Se resuelven, primero, en una cierta extraña y atractiva ambigüedad, en la que cada cosa o suceso significa o puede significar varios, en la que nada es categórico o inequívoco, sino punto de partida para lo que el lector quiera y pueda ver.

Y se resuelven, luego, porque así ocurre casi siempre con lo ambiguo, en un disimulado aire de poesía que no altera sin embargo, ni modifica, la esencia narrativa de la prosa: Hernández, había dicho Supervielle en la presentación que de él realizara en la Sorbonne, es un "grand conteur poétique", entendiendo por tal no a aquel que divide o retarda su relato para hacer sitio a sus hallazgos, sino al que los alimenta naturalmente con ellos y así los hace vivir.

Esta presencia de la poesía, difusa en la narración, es fruto sin duda de la decisión del autor: Hernández, en la "Explicación falsa de mis cuentos" (144), ha dicho con claridad de cada cuento naciente: "deseo que tenga hojas de poesía o algo que se transforme en poesía si la miran ciertos ojos".

No es, como ha dicho Supervielle, que haya trozos o pasajes de poesía en el relato: es que hay en todo él un porcentaje uniforme e indeterminado de poesía, o que se ve poesía mirado por los ojos adecuados.

 

3.4. Hay también, igualmente, un porcentaje uniforme e indeterminado de angustia, que parece ser la que despiertan en el autor sus personajes -hombres oscuros y mediocres sumergidos en una realidad ininteligible-, y el relato en sus lectores, y que es, más probablemente, una forma de manifestarse la cierta piedad que Hernández siente por sí mismo, por su propia incapacidad para domar al mundo y adaptarlo a sus gustos y a las necesidades de su espíritu (y de su cuerpo).

Ya hemos dicho que Hernández trató infructuosamente de vivir de su música (y de lograr una contrapartida económica por su literatura).
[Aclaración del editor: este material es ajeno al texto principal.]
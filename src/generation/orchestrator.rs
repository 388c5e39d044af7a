//! Generation orchestrator.
//!
//! Ties the pipeline together for one surface: validate, upload (file jobs),
//! submit, then poll in a background task that hands the result off. At most
//! one job is in flight per orchestrator; dropping the orchestrator cancels
//! any poll it started.

use std::sync::atomic::{AtomicU64, Ordering};
use std::sync::{Arc, Mutex, MutexGuard, PoisonError};
use std::time::Duration;

use serde::Serialize;
use tokio::sync::watch;
use tokio::task::{JoinError, JoinHandle};
use tokio_util::sync::CancellationToken;
use tracing::{debug, info, warn};

use crate::config::OrchestratorConfig;
use crate::error::{ErrorCode, OrchestratorError, Result};
use crate::registry::{PlaybackRegistry, VoiceResolver};
use crate::service::{GenerationService, PayloadUploader};
use crate::types::{AudioFile, GenerationRequest, Job, JobKind, Submission, TextPrompt};

use super::handoff::{RequestMeta, ResultHandoff};
use super::notify::{Notification, Notifier};
use super::poller::{PollOutcome, StatusPoller};
use super::submitter::submit;
use super::upload::upload;
use super::validator::PreconditionValidator;

/// Observable state of an orchestrator.
#[derive(Debug, Clone, PartialEq, Eq, Serialize)]
#[serde(tag = "state", rename_all = "snake_case")]
pub enum OrchestratorState {
    /// Nothing in flight.
    Idle,
    /// Validated; uploading and/or submitting.
    Submitting,
    /// Job accepted, status being polled.
    Polling { job_id: String },
    /// Last job published a result.
    Done { result_id: String },
    /// Last attempt failed.
    Error { code: ErrorCode },
}

/// How a polled job ended.
#[derive(Debug, Clone, PartialEq, Eq)]
pub enum JobOutcome {
    /// The result was published under this id.
    Published(String),
    /// The job failed; the code is the diagnostic cause.
    Failed(ErrorCode),
    /// Polling was cancelled; nothing was published or reported.
    Cancelled,
}

/// A submitted job and the task polling it.
#[derive(Debug)]
pub struct JobHandle {
    pub job: Job,
    pub kind: JobKind,
    pub throttled: bool,
    task: JoinHandle<JobOutcome>,
}

impl JobHandle {
    /// Waits for the poll task to finish.
    pub async fn wait(self) -> std::result::Result<JobOutcome, JoinError> {
        self.task.await
    }
}

/// The job currently holding the surface.
struct ActiveJob {
    serial: u64,
    token: CancellationToken,
}

fn lock_active(active: &Mutex<Option<ActiveJob>>) -> MutexGuard<'_, Option<ActiveJob>> {
    active.lock().unwrap_or_else(PoisonError::into_inner)
}

/// One job's claim on the surface.
///
/// The claim ends when it is dropped or when the job is cancelled, whichever
/// comes first. Once it has ended, the job can no longer change state, publish
/// or notify, so a late task never touches the job that replaced it.
struct JobSlot {
    active: Arc<Mutex<Option<ActiveJob>>>,
    state: Arc<watch::Sender<OrchestratorState>>,
    serial: u64,
}

impl JobSlot {
    /// Runs `f` while this job still holds the surface.
    fn while_held<R>(&self, f: impl FnOnce(&watch::Sender<OrchestratorState>) -> R) -> Option<R> {
        let active = lock_active(&self.active);
        match active.as_ref() {
            Some(job) if job.serial == self.serial => Some(f(&self.state)),
            _ => None,
        }
    }

    fn set_state(&self, state: OrchestratorState) -> bool {
        self.while_held(|tx| {
            tx.send_replace(state);
        })
        .is_some()
    }
}

impl Drop for JobSlot {
    fn drop(&mut self) {
        let mut active = lock_active(&self.active);
        if active.as_ref().is_some_and(|job| job.serial == self.serial) {
            *active = None;
            // Abandoned mid-submission: no job exists to report on.
            self.state.send_if_modified(|state| {
                if *state == OrchestratorState::Submitting {
                    *state = OrchestratorState::Idle;
                    true
                } else {
                    false
                }
            });
        }
    }
}

/// Runs generation jobs for one surface.
pub struct GenerationOrchestrator {
    service: Arc<dyn GenerationService>,
    uploader: Arc<dyn PayloadUploader>,
    registry: Arc<dyn PlaybackRegistry>,
    notifier: Arc<dyn Notifier>,
    voices: Arc<dyn VoiceResolver>,
    validator: PreconditionValidator,
    poll_interval: Duration,
    max_poll_duration: Option<Duration>,
    voice_service: String,
    state: Arc<watch::Sender<OrchestratorState>>,
    scope: CancellationToken,
    active: Arc<Mutex<Option<ActiveJob>>>,
    next_serial: AtomicU64,
}

impl GenerationOrchestrator {
    /// Creates an orchestrator using the polling and validation settings in `config`.
    pub fn new(
        service: Arc<dyn GenerationService>,
        uploader: Arc<dyn PayloadUploader>,
        registry: Arc<dyn PlaybackRegistry>,
        notifier: Arc<dyn Notifier>,
        voices: Arc<dyn VoiceResolver>,
        config: &OrchestratorConfig,
    ) -> Self {
        let (state, _) = watch::channel(OrchestratorState::Idle);
        Self {
            service,
            uploader,
            registry,
            notifier,
            voices,
            validator: PreconditionValidator::new(config.min_credits),
            poll_interval: config.poll_interval,
            max_poll_duration: config.max_poll_duration,
            voice_service: config.voice_service.clone(),
            state: Arc::new(state),
            scope: CancellationToken::new(),
            active: Arc::new(Mutex::new(None)),
            next_serial: AtomicU64::new(1),
        }
    }

    /// Current state.
    pub fn state(&self) -> OrchestratorState {
        self.state.borrow().clone()
    }

    /// Subscribes to state changes.
    pub fn subscribe(&self) -> watch::Receiver<OrchestratorState> {
        self.state.subscribe()
    }

    /// Returns true while a submission or poll is in progress.
    pub fn is_in_flight(&self) -> bool {
        lock_active(&self.active).is_some()
    }

    /// Submits a sound effect prompt. Input longer than the prompt limit is truncated.
    pub async fn submit_text(&self, text: &str, balance: u32) -> Result<JobHandle> {
        self.submit(Submission::Text(TextPrompt::capture(text)), balance)
            .await
    }

    /// Submits a voice conversion using the voice selected for `profile_key`.
    pub async fn submit_file(
        &self,
        file: AudioFile,
        profile_key: &str,
        balance: u32,
    ) -> Result<JobHandle> {
        let submission = Submission::File {
            file,
            profile_key: profile_key.to_string(),
        };
        self.submit(submission, balance).await
    }

    /// Validates, uploads if needed, submits, and starts polling.
    ///
    /// Returns once the job is accepted; the returned handle resolves when
    /// polling ends. Every failure before that point is reported through
    /// the notifier exactly once, except `JobInFlight`, which leaves the
    /// running job untouched. Dropping the future before it resolves frees
    /// the surface and returns the state to `Idle`.
    pub async fn submit(&self, submission: Submission, balance: u32) -> Result<JobHandle> {
        let (slot, token) = match self.claim() {
            Some(claim) => claim,
            None => {
                debug!("Rejecting overlapping submission");
                return Err(OrchestratorError::job_in_flight());
            }
        };
        let kind = submission.kind();

        if let Err(e) = self.validator.validate(&submission, balance) {
            return Err(self.fail(slot, kind, e));
        }

        slot.set_state(OrchestratorState::Submitting);

        let (request, meta) = match self.prepare(submission).await {
            Ok(prepared) => prepared,
            Err(e) => return Err(self.fail(slot, kind, e)),
        };

        let ticket = match submit(self.service.as_ref(), &request).await {
            Ok(ticket) => ticket,
            Err(e) => return Err(self.fail(slot, kind, e)),
        };
        let job = ticket.job;

        let polling = slot.while_held(|state| {
            if ticket.should_show_throttle_alert {
                self.notifier.notify(Notification::throttle(&job.id));
            }
            state.send_replace(OrchestratorState::Polling {
                job_id: job.id.clone(),
            });
        });
        match polling {
            Some(()) => info!(job_id = %job.id, ?kind, "Polling job"),
            None => debug!(job_id = %job.id, "Job cancelled during submission"),
        }

        let poller = StatusPoller::new(
            self.service.clone(),
            job.id.clone(),
            self.poll_interval,
            token,
        )
        .with_max_duration(self.max_poll_duration);
        let handoff = ResultHandoff::new(self.registry.clone(), self.notifier.clone());
        let task = tokio::spawn(run_job(poller, handoff, job.clone(), meta, slot));

        Ok(JobHandle {
            job,
            kind,
            throttled: ticket.should_show_throttle_alert,
            task,
        })
    }

    /// Cancels the job in flight, if any. Nothing is published or reported for it.
    ///
    /// The surface is free again as soon as this returns. Returns true if a
    /// job was cancelled.
    pub fn cancel(&self) -> bool {
        let mut active = lock_active(&self.active);
        match active.take() {
            Some(job) => {
                debug!(serial = job.serial, "Cancelling active job");
                job.token.cancel();
                self.state.send_replace(OrchestratorState::Idle);
                true
            }
            None => false,
        }
    }

    /// Takes the surface for a new job, or None if one is in flight.
    fn claim(&self) -> Option<(JobSlot, CancellationToken)> {
        let mut active = lock_active(&self.active);
        if active.is_some() {
            return None;
        }
        let serial = self.next_serial.fetch_add(1, Ordering::Relaxed);
        let token = self.scope.child_token();
        *active = Some(ActiveJob {
            serial,
            token: token.clone(),
        });
        let slot = JobSlot {
            active: self.active.clone(),
            state: self.state.clone(),
            serial,
        };
        Some((slot, token))
    }

    /// Builds the service request, uploading the payload for file jobs.
    async fn prepare(&self, submission: Submission) -> Result<(GenerationRequest, RequestMeta)> {
        match submission {
            Submission::Text(prompt) => {
                let meta = RequestMeta::for_text(&prompt);
                let request = GenerationRequest::Text {
                    content: prompt.into(),
                };
                Ok((request, meta))
            }
            Submission::File { file, profile_key } => {
                let voice_id = self
                    .voices
                    .resolve_voice(&profile_key)
                    .ok_or_else(|| OrchestratorError::voice_unavailable(&profile_key))?;
                let meta =
                    RequestMeta::for_file(file.name.as_deref(), &voice_id, &self.voice_service);
                let storage_key =
                    upload(self.service.as_ref(), self.uploader.as_ref(), file).await?;
                Ok((
                    GenerationRequest::FileReference {
                        storage_key,
                        voice_id,
                    },
                    meta,
                ))
            }
        }
    }

    /// Records a failure before a job exists and notifies once, unless the
    /// attempt was cancelled first.
    fn fail(&self, slot: JobSlot, kind: JobKind, error: OrchestratorError) -> OrchestratorError {
        let min_credits = self.validator.min_balance();
        let reported = slot.while_held(|state| {
            state.send_replace(OrchestratorState::Error { code: error.code });
            self.notifier.notify(Notification::failure_with_minimum(
                None,
                kind,
                error.code,
                min_credits,
            ));
        });
        match reported {
            Some(()) => warn!(error = %error, ?kind, "Submission attempt failed"),
            None => debug!(error = %error, "Cancelled submission failed"),
        }
        error
    }
}

impl Drop for GenerationOrchestrator {
    fn drop(&mut self) {
        self.scope.cancel();
    }
}

/// Polls one job to completion and settles it.
///
/// A job whose claim was released by `cancel` ends as `Cancelled` without
/// touching the registry, the notifier or the state.
async fn run_job(
    mut poller: StatusPoller,
    handoff: ResultHandoff,
    job: Job,
    meta: RequestMeta,
    slot: JobSlot,
) -> JobOutcome {
    let outcome = poller.run().await;
    let settled = slot.while_held(|state| match outcome {
        PollOutcome::Succeeded { result_url } => {
            handoff.on_success(&job, &result_url, &meta);
            state.send_replace(OrchestratorState::Done {
                result_id: job.id.clone(),
            });
            JobOutcome::Published(job.id.clone())
        }
        PollOutcome::Failed => {
            handoff.on_failure(&job, meta.kind, ErrorCode::GenericFailure);
            state.send_replace(OrchestratorState::Error {
                code: ErrorCode::GenericFailure,
            });
            JobOutcome::Failed(ErrorCode::GenericFailure)
        }
        PollOutcome::Errored(e) => {
            warn!(job_id = %job.id, error = %e, "Polling stopped on error");
            handoff.on_failure(&job, meta.kind, ErrorCode::GenericFailure);
            state.send_replace(OrchestratorState::Error { code: e.code });
            JobOutcome::Failed(e.code)
        }
        PollOutcome::Cancelled => {
            state.send_replace(OrchestratorState::Idle);
            JobOutcome::Cancelled
        }
    });
    let outcome = settled.unwrap_or(JobOutcome::Cancelled);
    if outcome == JobOutcome::Cancelled {
        info!(job_id = %job.id, "Job cancelled");
    }
    outcome
}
Y hemos dicho también -lo que la utilización casi constante de la primera persona en el relato subraya- que él mismo invade con frecuencia la estructura de sus personajes, y que, aunque no puede hablarse estrictamente de obra autobiográfica, el autor está presente en toda ella, hombres, tiempos y espacios (145).

Tal vez por eso, porque más que de otra cosa se trata de piedad por el hombre o por si mismo, por sus debilidades y desviaciones, por su incapacidad para resolver realmente sus problemas, tal vez por todo eso, la angustia no llega nunca a ser demoledora, a destruir a los personajes, ni a colocarlos en bretes sin salida.

El remedio, para esta conciencia que sabe de sus propias limitaciones frente al mundo común y sus exigencias, está, notablemente, en un cultivado sentido del humor. Cultivado, pero innato.

Se cuenta, por ejemplo, que no obstante la importancia que siempre le atribuyó a la música, no tenía inconveniente en sentarse al piano y bromear con ella, e interpretaba, para su regocijado auditorio de amigos o familjares, por ejemplo, Schumann "según una señorita de fin de siglo", o "como un niño que recién empieza a estudiar piano", o "como un coronel retirado", o "una maestra de escuela", o aun como lo interpretarían otros compositores conocidos (146). No es extraño, pues, que ese tono humorístico se advierta ya en sus primeras obras, "Fulano de Tal", "Libro sin tapas" y "La envenenada" (147).

El sentido del humor, pues, es anterior a la angustia o a la piedad, aunque en definitiva le sirva para atemperarla o diluirla.

Lo conservó, por otra parte, hasta el final de su vida: hizo bromas -dice Paulina Medeiros- hasta poco antes de su muerte (148).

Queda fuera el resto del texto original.